▶ [RECORDS]:
--------------------
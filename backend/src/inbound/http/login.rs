//! Operator login, logout and session user endpoints.
//!
//! ```text
//! POST /api/v1/login {"email":"mod@stoat.chat","password":"hunter2"}
//! POST /api/v1/logout
//! GET  /api/v1/session/user?allowNull=true
//! ```

use actix_web::{HttpResponse, get, post, web};
use serde::{Deserialize, Serialize};
use serde_json::json;
use tracing::info;

use crate::domain::{AuthorisedUser, Error, LoginCredentials, LoginValidationError};
use crate::inbound::http::ApiResult;
use crate::inbound::http::auth::resolve_authorised_user;
use crate::inbound::http::schemas::{AuthorisedUserSchema, ErrorSchema};
use crate::inbound::http::session::SessionContext;
use crate::inbound::http::state::HttpState;

/// Login request body for `POST /api/v1/login`.
#[derive(Debug, Deserialize, Serialize, utoipa::ToSchema)]
#[serde(rename_all = "camelCase")]
pub struct LoginRequest {
    #[schema(example = "mod@stoat.chat")]
    pub email: String,
    pub password: String,
}

impl TryFrom<&LoginRequest> for LoginCredentials {
    type Error = LoginValidationError;

    fn try_from(value: &LoginRequest) -> Result<Self, Self::Error> {
        Self::try_from_parts(&value.email, &value.password)
    }
}

pub(crate) fn map_login_validation_error(err: LoginValidationError) -> Error {
    match err {
        LoginValidationError::EmptyEmail => Error::invalid_request("email must not be empty")
            .with_details(json!({ "field": "email", "code": "empty_email" })),
        LoginValidationError::EmptyPassword => Error::invalid_request("password must not be empty")
            .with_details(json!({ "field": "password", "code": "empty_password" })),
    }
}

/// Check credentials with the login port and store the operator in the
/// session. Shared by the JSON endpoint and the HTML form.
pub(crate) async fn establish_session(
    state: &HttpState,
    session: &SessionContext,
    credentials: &LoginCredentials,
) -> ApiResult<AuthorisedUser> {
    let profile = state.login.authenticate(credentials).await?;
    session.persist_operator(&profile)?;
    info!(email = credentials.email(), "operator logged in");
    resolve_authorised_user(state, session, false)
        .ok_or_else(|| Error::internal("session did not retain the operator"))
}

/// Authenticate an operator and establish a session.
#[utoipa::path(
    post,
    path = "/api/v1/login",
    request_body = LoginRequest,
    responses(
        (status = 200, description = "Login success", body = AuthorisedUserSchema,
            headers(("Set-Cookie" = String, description = "Session cookie"))),
        (status = 400, description = "Invalid request", body = ErrorSchema),
        (status = 401, description = "Invalid credentials", body = ErrorSchema),
        (status = 500, description = "Internal server error", body = ErrorSchema)
    ),
    tags = ["session"],
    operation_id = "login",
    security([])
)]
#[post("/login")]
pub async fn login(
    state: web::Data<HttpState>,
    session: SessionContext,
    payload: web::Json<LoginRequest>,
) -> ApiResult<web::Json<AuthorisedUser>> {
    let credentials =
        LoginCredentials::try_from(&payload.into_inner()).map_err(map_login_validation_error)?;
    establish_session(&state, &session, &credentials)
        .await
        .map(web::Json)
}

/// Forget the logged-in operator.
#[utoipa::path(
    post,
    path = "/api/v1/logout",
    responses((status = 204, description = "Session cleared")),
    tags = ["session"],
    operation_id = "logout",
    security([])
)]
#[post("/logout")]
pub async fn logout(session: SessionContext) -> HttpResponse {
    session.clear();
    HttpResponse::NoContent().finish()
}

/// Query for `GET /api/v1/session/user`.
#[derive(Debug, Default, Deserialize, utoipa::IntoParams)]
#[serde(rename_all = "camelCase")]
#[into_params(parameter_in = Query)]
pub struct SessionUserQuery {
    /// Return `204` instead of a placeholder when nobody is logged in.
    #[serde(default)]
    pub allow_null: bool,
}

/// The authorised user for the current request.
#[utoipa::path(
    get,
    path = "/api/v1/session/user",
    params(SessionUserQuery),
    responses(
        (status = 200, description = "Authorised user", body = AuthorisedUserSchema),
        (status = 204, description = "No operator logged in and allowNull set")
    ),
    tags = ["session"],
    operation_id = "sessionUser",
    security([])
)]
#[get("/session/user")]
pub async fn session_user(
    state: web::Data<HttpState>,
    session: SessionContext,
    query: web::Query<SessionUserQuery>,
) -> HttpResponse {
    match resolve_authorised_user(&state, &session, query.allow_null) {
        Some(user) => HttpResponse::Ok().json(user),
        None => HttpResponse::NoContent().finish(),
    }
}

#[cfg(test)]
#[path = "login_tests.rs"]
mod tests;
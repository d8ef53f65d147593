//! Failure taxonomy shared by the platform driven ports.

/// Failures raised by platform adapters.
///
/// The moderation service maps `Connection` to `service_unavailable` and the
/// other variants to `internal_error`.
#[derive(Debug, Clone, PartialEq, Eq, thiserror::Error)]
pub enum PlatformApiError {
    /// The platform could not be reached or timed out.
    #[error("platform connection failed: {message}")]
    Connection { message: String },
    /// The platform answered with a failure status.
    #[error("platform rejected request ({status}): {message}")]
    Rejected { status: u16, message: String },
    /// The platform answered with a payload the panel cannot read.
    #[error("platform response could not be decoded: {message}")]
    Decode { message: String },
}

impl PlatformApiError {
    pub fn connection(message: impl Into<String>) -> Self {
        Self::Connection {
            message: message.into(),
        }
    }

    pub fn rejected(status: impl Into<u16>, message: impl Into<String>) -> Self {
        Self::Rejected {
            status: status.into(),
            message: message.into(),
        }
    }

    pub fn decode(message: impl Into<String>) -> Self {
        Self::Decode {
            message: message.into(),
        }
    }

    /// Whether the failure happened before the platform produced an answer.
    pub fn is_transport(&self) -> bool {
        matches!(self, Self::Connection { .. })
    }
}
--------------------
▶ [WHAT THE EXERCISE ASKS]:
Nothing may be omitted. Restate all of the entries exactly.

▶ [RESULT OF THE TASK]:
filename backend/src/inbound/http/login.rs
//! Operator login, logout and session user endpoints.
//!
//! ```text
//! POST /api/v1/login {"email":"mod@stoat.chat","password":"hunter2"}
//! POST /api/v1/logout
//! GET  /api/v1/session/user?allowNull=true
//! ```

use actix_web::{HttpResponse, get, post, web};
use serde::{Deserialize, Serialize};
use serde_json::json;
use tracing::info;

use crate::domain::{AuthorisedUser, Error, LoginCredentials, LoginValidationError};
use crate::inbound::http::ApiResult;
use crate::inbound::http::auth::resolve_authorised_user;
use crate::inbound::http::schemas::{AuthorisedUserSchema, ErrorSchema};
use crate::inbound::http::session::SessionContext;
use crate::inbound::http::state::HttpState;

/// Login request body for `POST /api/v1/login`.
#[derive(Debug, Deserialize, Serialize, utoipa::ToSchema)]
#[serde(rename_all = "camelCase")]
pub struct LoginRequest {
    #[schema(example = "mod@stoat.chat")]
    pub email: String,
    pub password: String,
}

impl TryFrom<&LoginRequest> for LoginCredentials {
    type Error = LoginValidationError;

    fn try_from(value: &LoginRequest) -> Result<Self, Self::Error> {
        Self::try_from_parts(&value.email, &value.password)
    }
}

pub(crate) fn map_login_validation_error(err: LoginValidationError) -> Error {
    match err {
        LoginValidationError::EmptyEmail => Error::invalid_request("email must not be empty")
            .with_details(json!({ "field": "email", "code": "empty_email" })),
        LoginValidationError::EmptyPassword => Error::invalid_request("password must not be empty")
            .with_details(json!({ "field": "password", "code": "empty_password" })),
    }
}

/// Check credentials with the login port and store the operator in the
/// session. Shared by the JSON endpoint and the HTML form.
pub(crate) async fn establish_session(
    state: &HttpState,
    session: &SessionContext,
    credentials: &LoginCredentials,
) -> ApiResult<AuthorisedUser> {
    let profile = state.login.authenticate(credentials).await?;
    session.persist_operator(&profile)?;
    info!(email = credentials.email(), "operator logged in");
    resolve_authorised_user(state, session, false)
        .ok_or_else(|| Error::internal("session did not retain the operator"))
}

/// Authenticate an operator and establish a session.
#[utoipa::path(
    post,
    path = "/api/v1/login",
    request_body = LoginRequest,
    responses(
        (status = 200, description = "Login success", body = AuthorisedUserSchema,
            headers(("Set-Cookie" = String, description = "Session cookie"))),
        (status = 400, description = "Invalid request", body = ErrorSchema),
        (status = 401, description = "Invalid credentials", body = ErrorSchema),
        (status = 500, description = "Internal server error", body = ErrorSchema)
    ),
    tags = ["session"],
    operation_id = "login",
    security([])
)]
#[post("/login")]
pub async fn login(
    state: web::Data<HttpState>,
    session: SessionContext,
    payload: web::Json<LoginRequest>,
) -> ApiResult<web::Json<AuthorisedUser>> {
    let credentials =
        LoginCredentials::try_from(&payload.into_inner()).map_err(map_login_validation_error)?;
    establish_session(&state, &session, &credentials)
        .await
        .map(web::Json)
}

/// Forget the logged-in operator.
#[utoipa::path(
    post,
    path = "/api/v1/logout",
    responses((status = 204, description = "Session cleared")),
    tags = ["session"],
    operation_id = "logout",
    security([])
)]
#[post("/logout")]
pub async fn logout(session: SessionContext) -> HttpResponse {
    session.clear();
    HttpResponse::NoContent().finish()
}

/// Query for `GET /api/v1/session/user`.
#[derive(Debug, Default, Deserialize, utoipa::IntoParams)]
#[serde(rename_all = "camelCase")]
#[into_params(parameter_in = Query)]
pub struct SessionUserQuery {
    /// Return `204` instead of a placeholder when nobody is logged in.
    #[serde(default)]
    pub allow_null: bool,
}

/// The authorised user for the current request.
#[utoipa::path(
    get,
    path = "/api/v1/session/user",
    params(SessionUserQuery),
    responses(
        (status = 200, description = "Authorised user", body = AuthorisedUserSchema),
        (status = 204, description = "No operator logged in and allowNull set")
    ),
    tags = ["session"],
    operation_id = "sessionUser",
    security([])
)]
#[get("/session/user")]
pub async fn session_user(
    state: web::Data<HttpState>,
    session: SessionContext,
    query: web::Query<SessionUserQuery>,
) -> HttpResponse {
    match resolve_authorised_user(&state, &session, query.allow_null) {
        Some(user) => HttpResponse::Ok().json(user),
        None => HttpResponse::NoContent().finish(),
    }
}

#[cfg(test)]
#[path = "login_tests.rs"]
mod tests;
repository d8ef53f65d147593
//! Failure taxonomy shared by the platform driven ports.

/// Failures raised by platform adapters.
///
/// The moderation service maps `Connection` to `service_unavailable` and the
/// other variants to `internal_error`.
#[derive(Debug, Clone, PartialEq, Eq, thiserror::Error)]
pub enum PlatformApiError {
    /// The platform could not be reached or timed out.
    #[error("platform connection failed: {message}")]
    Connection { message: String },
    /// The platform answered with a failure status.
    #[error("platform rejected request ({status}): {message}")]
    Rejected { status: u16, message: String },
    /// The platform answered with a payload the panel cannot read.
    #[error("platform response could not be decoded: {message}")]
    Decode { message: String },
}

impl PlatformApiError {
    pub fn connection(message: impl Into<String>) -> Self {
        Self::Connection {
            message: message.into(),
        }
    }

    pub fn rejected(status: impl Into<u16>, message: impl Into<String>) -> Self {
        Self::Rejected {
            status: status.into(),
            message: message.into(),
        }
    }

    pub fn decode(message: impl Into<String>) -> Self {
        Self::Decode {
            message: message.into(),
        }
    }

    /// Whether the failure happened before the platform produced an answer.
    pub fn is_transport(&self) -> bool {
        matches!(self, Self::Connection { .. })
    }
}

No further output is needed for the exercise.